Prof Peter elaborates that shared symptoms may include a runny nose or nasal congestion, an intermittent cough, sore throat and fatigue.
“In asthmatics, very high pollen counts may trigger exacerbations with shortness of breath or difficulty breathing in some individuals. Fortunately, coronavirus does not commonly trigger worsening asthma. If your symptoms do worsen, it’s advisable to consult your doctor especially if you have a known sensitivity to pollen.”
Variable local pollen seasons
South Africa’s pollen seasons vary across the country’s biomes, which is why the UCT Lung Institute is trying to establish pollen monitoring stations in all the provinces.
Pollen allergy sufferers who are allergic to both trees and grasses usually have the toughest time in September and October, as it’s the time of year when grass and tree pollen overlaps. That means a double dose of misery for people who are allergic to both.
The grass pollen season can last for up to nine months of the year in certain parts of the country like the Highveld, which only comes to an end in May.
How to manage your pollen allergies
Prof Peter says as pollen levels rise, it is important to continue managing allergies during the pandemic with antihistamines, corticosteroid nasal sprays and inhalers.
He adds that wearing masks may offer some protection against seasonal allergies since they can prevent larger particles from being inhaled.
“However, smaller pollen particles are still likely to get through the covering. Therefore masks should not be your only form of protection. It’s also important to wash your mask after each use because it could be carrying pollen.”
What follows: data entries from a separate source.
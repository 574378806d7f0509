use crate::{
    asteria::{
        display_address, reference::fetch_reference_script, AssetClass, AsteriaDatum,
        AsteriaDatums, AsteriaError, AsteriaRedeemers, AsteriaState,
    },
    ledger_client::LedgerClient,
    output::Output,
};
use pallas_addresses::Address;

/// The Asteria UTxO and its decoded datum. The first output at `address` holding `admin_token`
/// wins, otherwise the first output there.
pub async fn current_asteria<LC>(
    ledger_client: &LC,
    address: &Address,
    admin_token: Option<&AssetClass>,
) -> Result<(Output<AsteriaDatums>, AsteriaDatum), AsteriaError>
where
    LC: LedgerClient<AsteriaDatums, AsteriaRedeemers>,
{
    let mut outputs = ledger_client.all_outputs_at_address(address).await?;
    let holder = admin_token.and_then(|token| {
        let policy = token.policy_id();
        outputs
            .iter()
            .position(|output| output.values().get(&policy).unwrap_or_default() > 0)
    });
    if outputs.is_empty() {
        return Err(AsteriaError::AsteriaNotFound(display_address(address)));
    }
    let output = outputs.swap_remove(holder.unwrap_or_default());
    match output.typed_datum() {
        Some(AsteriaDatums::Asteria(datum)) => Ok((output, datum)),
        _ => Err(AsteriaError::MissingAsteriaDatum(output.id().clone())),
    }
}

/// Counter, balance and location of the Asteria UTxO
pub async fn asteria_state<LC>(
    ledger_client: &LC,
    asteria_ref_tx_hash: &str,
    admin_token: Option<&AssetClass>,
) -> Result<AsteriaState, AsteriaError>
where
    LC: LedgerClient<AsteriaDatums, AsteriaRedeemers>,
{
    let network = ledger_client.network().await?;
    let asteria =
        fetch_reference_script::<_, AsteriaRedeemers, _>(ledger_client, asteria_ref_tx_hash)
            .await?;
    let address = asteria.script.address(network)?;
    let (output, datum) = current_asteria(ledger_client, &address, admin_token).await?;
    Ok(AsteriaState {
        output_id: output.id().clone(),
        lovelace: output.values().lovelace(),
        address,
        datum,
    })
}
Another sensible option is to regularly check the pollen counts for your area on www.pollencount.co.za and to limit time outdoors when counts are high. Sufferers can also use this resource for real-time information on air pollution across South Africa.
“Using a portable air filter in one or more rooms in your home will also help to filter pollen and dust. Use a high-efficiency particulate filter (HEPA) for best results,” suggests Prof Peter.
Keep windows and doors closed in the morning to midday when pollen counts rise. The lowest pollen counts are usually in the late afternoon to early evening. When outdoors, avoid activities such as mowing the lawn or raking leaves that will stir up pollen.
Equally important is to remove clothes you’ve worn outside and to wash your skin and hair to remove pollen. Rather use a tumble dryer to dry clothes and bedding as pollen can stick to sheets and towels when hung outside.